I care about church planting because my world was turned upside down by the Gospel. I encountered the truth and love of Jesus and it transformed my life. And since then, I have also seen the Gospel transform the lives of countless others.

I just finished an 11-month church-planting residency with our mother church in preparation to plant a church in Washington, DC. Towards the end of my residency, the lead pastor of the church asked me the question “Why Is Church Planting Important to You?” which is a pretty reasonable question to ask a guy that is about to be sent out to plant a church. And yet, it was a little difficult at first to articulate an answer. It is not that church planting is not important to me, on the contrary, hence why I am planting a church. But because I have been in one way or another involved in church planting for so long, it seemed like a question that should not even be asked because the answer was too obvious. It was like someone asked me, “why is breathing important to you?” My answer would be “What do you mean why is breathing important to me? Because I like to live??”

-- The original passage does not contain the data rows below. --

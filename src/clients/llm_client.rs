//! LLM 客户端
//!
//! ## 技术栈
//! - 使用 `async-openai` crate 进行 API 调用
//! - 支持自定义 API 端点和模型（SambaNova 等 OpenAI 兼容服务）
//! - 请求 `json_object` 格式的回复

use async_openai::{
    config::OpenAIConfig,
    types::chat::{
        ChatCompletionRequestMessage, ChatCompletionRequestSystemMessageArgs,
        ChatCompletionRequestUserMessageArgs, CreateChatCompletionRequestArgs, ResponseFormat,
    },
    Client,
};
use async_trait::async_trait;
use tracing::{debug, warn};

use crate::config::Config;
use crate::error::{AppResult, ConfigError, LlmError};

/// 对话能力
///
/// 返回模型回复的原始文本，由调用方负责解析。
#[async_trait]
pub trait ChatBackend: Send + Sync {
    async fn complete_json(&self, system_message: &str, user_message: &str) -> AppResult<String>;
}

/// OpenAI 兼容的 LLM 客户端
pub struct LlmClient {
    client: Client<OpenAIConfig>,
    model_name: String,
}

impl LlmClient {
    /// 创建新的 LLM 客户端，凭据缺失时返回错误
    pub fn new(config: &Config) -> Result<Self, ConfigError> {
        let api_key = config.require_api_key()?;

        let openai_config = OpenAIConfig::new()
            .with_api_key(api_key)
            .with_api_base(&config.llm_api_base_url);

        Ok(Self {
            client: Client::with_config(openai_config),
            model_name: config.llm_model_name.clone(),
        })
    }

    fn llm_error(&self, source: async_openai::error::OpenAIError) -> LlmError {
        LlmError::ApiCallFailed {
            model: self.model_name.clone(),
            source,
        }
    }
}

#[async_trait]
impl ChatBackend for LlmClient {
    async fn complete_json(&self, system_message: &str, user_message: &str) -> AppResult<String> {
        debug!("调用 LLM API，模型: {}", self.model_name);
        debug!("用户消息长度: {} 字符", user_message.len());

        let system_msg = ChatCompletionRequestSystemMessageArgs::default()
            .content(system_message)
            .build()
            .map_err(|e| self.llm_error(e))?;

        let user_msg = ChatCompletionRequestUserMessageArgs::default()
            .content(user_message)
            .build()
            .map_err(|e| self.llm_error(e))?;

        let request = CreateChatCompletionRequestArgs::default()
            .model(&self.model_name)
            .messages(vec![
                ChatCompletionRequestMessage::System(system_msg),
                ChatCompletionRequestMessage::User(user_msg),
            ])
            .response_format(ResponseFormat::JsonObject)
            .build()
            .map_err(|e| self.llm_error(e))?;

        let response = self.client.chat().create(request).await.map_err(|e| {
            warn!("LLM API 调用失败: {}", e);
            self.llm_error(e)
        })?;

        debug!("LLM API 调用成功");

        let content = response
            .choices
            .first()
            .and_then(|choice| choice.message.content.clone())
            .filter(|content| !content.trim().is_empty())
            .ok_or_else(|| LlmError::EmptyContent {
                model: self.model_name.clone(),
            })?;

        Ok(content.trim().to_string())
    }
}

Sometimes this is what happens with church planting, we are in the thick of this endeavor with other people for whom it is equally important that we forget how to articulate the importance of church planting in general. We can answer the question “Why are you planting a church in your neighborhood? Or your city? Or why are you trying to reach this particular group of people? But it is helpful from time to time to step back and remember why we do this in the first place. Why do we plant churches at all? After all, it will be a question we will have to answer often, particularly during the early stages of planting. And it might not only be asked by a friendly face, like my pastor, it could be asked by inquisitive neighbors, disgruntled Christians, and mission boards. Being able to articulate a compelling and genuine answer to this question might be critical for your church plant.

So why is church planting important to me?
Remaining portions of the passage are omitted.